── THE DATA

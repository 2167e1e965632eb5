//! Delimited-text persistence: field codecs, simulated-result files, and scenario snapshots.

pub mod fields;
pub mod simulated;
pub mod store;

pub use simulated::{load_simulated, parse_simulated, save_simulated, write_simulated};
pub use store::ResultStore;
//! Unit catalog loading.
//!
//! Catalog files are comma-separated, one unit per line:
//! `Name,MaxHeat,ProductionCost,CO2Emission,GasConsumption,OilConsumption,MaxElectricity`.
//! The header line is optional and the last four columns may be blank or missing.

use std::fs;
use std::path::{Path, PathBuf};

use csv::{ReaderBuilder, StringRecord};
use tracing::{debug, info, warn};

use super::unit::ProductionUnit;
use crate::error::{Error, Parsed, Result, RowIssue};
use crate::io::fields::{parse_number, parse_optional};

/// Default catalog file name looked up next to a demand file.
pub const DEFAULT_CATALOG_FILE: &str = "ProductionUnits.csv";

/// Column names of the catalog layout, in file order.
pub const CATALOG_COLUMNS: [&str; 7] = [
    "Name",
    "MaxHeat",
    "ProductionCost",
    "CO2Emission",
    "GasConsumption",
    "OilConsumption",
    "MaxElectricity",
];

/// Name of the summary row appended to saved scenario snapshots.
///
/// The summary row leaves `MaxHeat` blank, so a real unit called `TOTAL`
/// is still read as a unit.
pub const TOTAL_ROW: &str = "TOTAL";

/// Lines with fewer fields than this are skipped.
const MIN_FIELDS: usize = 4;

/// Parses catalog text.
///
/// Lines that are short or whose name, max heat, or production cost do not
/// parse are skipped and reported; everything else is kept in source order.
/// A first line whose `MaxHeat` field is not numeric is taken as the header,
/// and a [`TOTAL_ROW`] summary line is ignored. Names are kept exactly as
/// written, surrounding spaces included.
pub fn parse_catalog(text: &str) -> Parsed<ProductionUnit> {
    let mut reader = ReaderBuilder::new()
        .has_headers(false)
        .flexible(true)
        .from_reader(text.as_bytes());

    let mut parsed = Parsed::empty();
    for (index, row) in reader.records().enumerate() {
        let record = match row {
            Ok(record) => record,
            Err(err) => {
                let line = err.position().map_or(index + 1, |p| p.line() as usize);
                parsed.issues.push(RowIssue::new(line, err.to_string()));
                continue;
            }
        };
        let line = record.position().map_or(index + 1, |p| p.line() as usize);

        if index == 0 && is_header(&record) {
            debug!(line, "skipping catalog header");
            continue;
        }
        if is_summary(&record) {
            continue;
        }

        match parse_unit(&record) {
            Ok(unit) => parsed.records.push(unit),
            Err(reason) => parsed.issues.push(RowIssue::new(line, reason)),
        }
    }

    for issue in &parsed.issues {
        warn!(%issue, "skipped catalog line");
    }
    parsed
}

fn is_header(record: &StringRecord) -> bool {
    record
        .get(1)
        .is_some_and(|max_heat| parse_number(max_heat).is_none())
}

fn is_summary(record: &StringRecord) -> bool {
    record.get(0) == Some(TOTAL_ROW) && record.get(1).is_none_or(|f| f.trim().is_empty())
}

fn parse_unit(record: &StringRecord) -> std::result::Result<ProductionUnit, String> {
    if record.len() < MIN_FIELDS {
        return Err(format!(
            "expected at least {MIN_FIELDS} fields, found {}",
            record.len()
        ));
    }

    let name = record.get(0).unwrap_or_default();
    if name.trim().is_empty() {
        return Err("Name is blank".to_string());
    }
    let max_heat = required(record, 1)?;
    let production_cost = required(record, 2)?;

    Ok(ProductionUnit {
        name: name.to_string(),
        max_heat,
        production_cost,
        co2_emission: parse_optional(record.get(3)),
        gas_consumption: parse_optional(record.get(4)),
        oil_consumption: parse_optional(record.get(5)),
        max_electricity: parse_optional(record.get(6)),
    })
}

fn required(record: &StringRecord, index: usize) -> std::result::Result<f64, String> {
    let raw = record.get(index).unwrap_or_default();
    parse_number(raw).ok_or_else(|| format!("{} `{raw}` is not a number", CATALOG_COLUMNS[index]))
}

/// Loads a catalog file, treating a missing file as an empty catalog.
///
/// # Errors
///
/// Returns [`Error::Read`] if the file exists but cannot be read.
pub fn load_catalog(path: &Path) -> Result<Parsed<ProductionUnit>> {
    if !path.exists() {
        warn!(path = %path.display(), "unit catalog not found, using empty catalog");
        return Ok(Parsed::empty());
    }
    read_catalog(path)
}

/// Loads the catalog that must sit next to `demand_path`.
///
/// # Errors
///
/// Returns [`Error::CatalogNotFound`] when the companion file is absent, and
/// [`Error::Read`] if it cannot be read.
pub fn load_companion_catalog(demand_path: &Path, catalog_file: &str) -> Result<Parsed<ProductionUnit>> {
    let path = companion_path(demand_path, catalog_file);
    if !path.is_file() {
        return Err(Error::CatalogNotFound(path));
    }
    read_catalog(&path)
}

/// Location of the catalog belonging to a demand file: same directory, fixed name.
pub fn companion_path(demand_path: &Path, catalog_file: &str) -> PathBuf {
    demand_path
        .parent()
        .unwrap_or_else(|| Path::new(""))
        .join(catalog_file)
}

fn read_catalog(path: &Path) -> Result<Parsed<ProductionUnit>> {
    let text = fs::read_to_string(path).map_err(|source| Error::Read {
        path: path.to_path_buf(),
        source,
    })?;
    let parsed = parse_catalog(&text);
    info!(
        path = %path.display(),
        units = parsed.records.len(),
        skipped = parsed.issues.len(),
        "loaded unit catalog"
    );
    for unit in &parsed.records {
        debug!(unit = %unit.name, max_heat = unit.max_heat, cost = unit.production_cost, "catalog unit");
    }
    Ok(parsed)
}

────

(PROBLEM DETAILS) Determine the count of lines in the data that contain the string "MaxElectricity", and reply with that count alone.

(RESPONSE AREA) 2